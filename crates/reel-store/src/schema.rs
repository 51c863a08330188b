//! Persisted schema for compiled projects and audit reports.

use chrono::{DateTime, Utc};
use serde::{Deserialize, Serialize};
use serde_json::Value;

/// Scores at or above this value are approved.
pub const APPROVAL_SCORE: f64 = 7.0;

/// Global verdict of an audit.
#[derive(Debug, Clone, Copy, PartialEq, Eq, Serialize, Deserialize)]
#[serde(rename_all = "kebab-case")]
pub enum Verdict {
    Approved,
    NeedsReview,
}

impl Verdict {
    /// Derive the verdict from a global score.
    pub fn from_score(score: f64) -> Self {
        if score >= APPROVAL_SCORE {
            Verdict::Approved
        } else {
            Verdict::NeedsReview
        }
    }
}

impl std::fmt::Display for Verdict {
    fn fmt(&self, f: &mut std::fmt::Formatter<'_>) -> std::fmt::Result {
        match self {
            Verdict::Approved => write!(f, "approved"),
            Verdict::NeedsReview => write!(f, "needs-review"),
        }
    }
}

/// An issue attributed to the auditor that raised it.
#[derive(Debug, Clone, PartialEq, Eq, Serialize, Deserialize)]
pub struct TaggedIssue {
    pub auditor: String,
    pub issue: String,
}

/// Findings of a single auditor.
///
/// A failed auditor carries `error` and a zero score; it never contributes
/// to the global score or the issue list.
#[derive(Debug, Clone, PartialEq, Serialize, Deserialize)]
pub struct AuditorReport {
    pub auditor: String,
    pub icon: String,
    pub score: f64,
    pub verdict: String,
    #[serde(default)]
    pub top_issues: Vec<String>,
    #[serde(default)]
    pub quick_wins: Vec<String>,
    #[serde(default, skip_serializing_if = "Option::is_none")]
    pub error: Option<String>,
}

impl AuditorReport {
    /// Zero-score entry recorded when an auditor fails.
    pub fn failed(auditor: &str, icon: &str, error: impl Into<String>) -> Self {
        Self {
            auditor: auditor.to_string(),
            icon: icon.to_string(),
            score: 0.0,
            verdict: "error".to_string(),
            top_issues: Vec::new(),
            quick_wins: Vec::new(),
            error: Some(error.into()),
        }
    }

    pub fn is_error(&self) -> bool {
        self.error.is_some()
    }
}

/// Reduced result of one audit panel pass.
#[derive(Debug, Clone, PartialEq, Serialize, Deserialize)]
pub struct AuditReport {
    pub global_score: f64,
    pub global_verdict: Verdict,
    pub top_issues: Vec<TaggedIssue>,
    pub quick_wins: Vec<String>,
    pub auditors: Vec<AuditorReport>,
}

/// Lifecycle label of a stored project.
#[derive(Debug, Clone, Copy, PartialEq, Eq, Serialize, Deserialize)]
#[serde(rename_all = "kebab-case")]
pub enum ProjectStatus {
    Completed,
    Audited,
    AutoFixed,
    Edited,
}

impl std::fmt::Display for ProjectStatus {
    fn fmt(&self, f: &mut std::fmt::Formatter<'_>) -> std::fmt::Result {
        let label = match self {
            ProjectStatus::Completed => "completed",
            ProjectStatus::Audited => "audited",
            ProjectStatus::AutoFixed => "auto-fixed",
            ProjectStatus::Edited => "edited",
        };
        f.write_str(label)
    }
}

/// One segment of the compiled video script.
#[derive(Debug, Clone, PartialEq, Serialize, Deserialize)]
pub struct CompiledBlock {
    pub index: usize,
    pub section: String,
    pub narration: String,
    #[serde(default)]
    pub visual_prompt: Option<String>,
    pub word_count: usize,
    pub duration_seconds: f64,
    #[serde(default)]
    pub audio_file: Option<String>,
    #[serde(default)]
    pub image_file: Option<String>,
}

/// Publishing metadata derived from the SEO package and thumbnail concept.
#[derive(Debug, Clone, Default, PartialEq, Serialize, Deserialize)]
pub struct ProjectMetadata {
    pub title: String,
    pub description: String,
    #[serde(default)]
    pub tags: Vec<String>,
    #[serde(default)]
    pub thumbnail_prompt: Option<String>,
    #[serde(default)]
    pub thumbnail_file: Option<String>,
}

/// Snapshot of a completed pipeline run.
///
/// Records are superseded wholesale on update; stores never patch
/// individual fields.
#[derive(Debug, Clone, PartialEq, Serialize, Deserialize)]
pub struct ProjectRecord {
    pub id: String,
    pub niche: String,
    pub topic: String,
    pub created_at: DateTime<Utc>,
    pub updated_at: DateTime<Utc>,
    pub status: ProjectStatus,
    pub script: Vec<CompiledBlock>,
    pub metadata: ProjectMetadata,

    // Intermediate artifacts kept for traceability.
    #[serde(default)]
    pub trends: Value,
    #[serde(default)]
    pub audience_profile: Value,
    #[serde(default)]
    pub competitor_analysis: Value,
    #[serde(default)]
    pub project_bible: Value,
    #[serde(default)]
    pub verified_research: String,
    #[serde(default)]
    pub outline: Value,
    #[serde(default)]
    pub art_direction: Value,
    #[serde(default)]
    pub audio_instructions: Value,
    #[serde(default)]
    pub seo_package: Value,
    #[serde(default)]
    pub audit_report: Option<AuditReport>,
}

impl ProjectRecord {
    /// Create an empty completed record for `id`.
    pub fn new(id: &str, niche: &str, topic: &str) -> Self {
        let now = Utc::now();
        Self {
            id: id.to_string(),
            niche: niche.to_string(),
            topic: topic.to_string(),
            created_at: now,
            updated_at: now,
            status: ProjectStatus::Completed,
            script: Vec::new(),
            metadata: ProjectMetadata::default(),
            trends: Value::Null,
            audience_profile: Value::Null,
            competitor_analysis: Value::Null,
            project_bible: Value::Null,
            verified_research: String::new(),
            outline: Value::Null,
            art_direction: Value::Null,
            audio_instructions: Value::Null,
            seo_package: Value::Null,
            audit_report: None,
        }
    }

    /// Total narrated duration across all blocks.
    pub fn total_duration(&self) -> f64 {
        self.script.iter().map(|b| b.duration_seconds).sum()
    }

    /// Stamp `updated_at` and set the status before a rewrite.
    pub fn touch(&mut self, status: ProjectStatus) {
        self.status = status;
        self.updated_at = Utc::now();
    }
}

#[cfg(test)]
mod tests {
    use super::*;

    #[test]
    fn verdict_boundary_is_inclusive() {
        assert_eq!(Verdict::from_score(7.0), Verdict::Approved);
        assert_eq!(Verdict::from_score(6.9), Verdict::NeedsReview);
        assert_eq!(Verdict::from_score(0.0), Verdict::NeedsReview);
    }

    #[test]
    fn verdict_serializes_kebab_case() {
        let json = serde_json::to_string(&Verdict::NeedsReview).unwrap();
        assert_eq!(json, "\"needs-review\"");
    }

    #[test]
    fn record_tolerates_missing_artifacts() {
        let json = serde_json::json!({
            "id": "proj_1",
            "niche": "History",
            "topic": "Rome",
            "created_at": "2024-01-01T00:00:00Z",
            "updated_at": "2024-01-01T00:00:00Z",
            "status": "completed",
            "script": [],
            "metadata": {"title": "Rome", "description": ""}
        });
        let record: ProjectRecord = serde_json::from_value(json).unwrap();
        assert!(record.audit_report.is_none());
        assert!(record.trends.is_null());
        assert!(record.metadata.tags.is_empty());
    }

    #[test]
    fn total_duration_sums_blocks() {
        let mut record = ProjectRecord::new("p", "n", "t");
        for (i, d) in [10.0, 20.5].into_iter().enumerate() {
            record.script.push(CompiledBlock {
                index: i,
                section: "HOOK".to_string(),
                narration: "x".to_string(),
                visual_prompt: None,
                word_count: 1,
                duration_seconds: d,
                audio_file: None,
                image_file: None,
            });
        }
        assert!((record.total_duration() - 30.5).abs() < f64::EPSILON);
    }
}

------------------------------------------------

- _Problem to solve_: Lines of the data above that include the string "Option" must each be copied.

- _Task solution_:
    #[serde(default, skip_serializing_if = "Option::is_none")]
    pub error: Option<String>,
    pub visual_prompt: Option<String>,
    pub audio_file: Option<String>,
    pub image_file: Option<String>,
    pub thumbnail_prompt: Option<String>,
    pub thumbnail_file: Option<String>,
    pub audit_report: Option<AuditReport>,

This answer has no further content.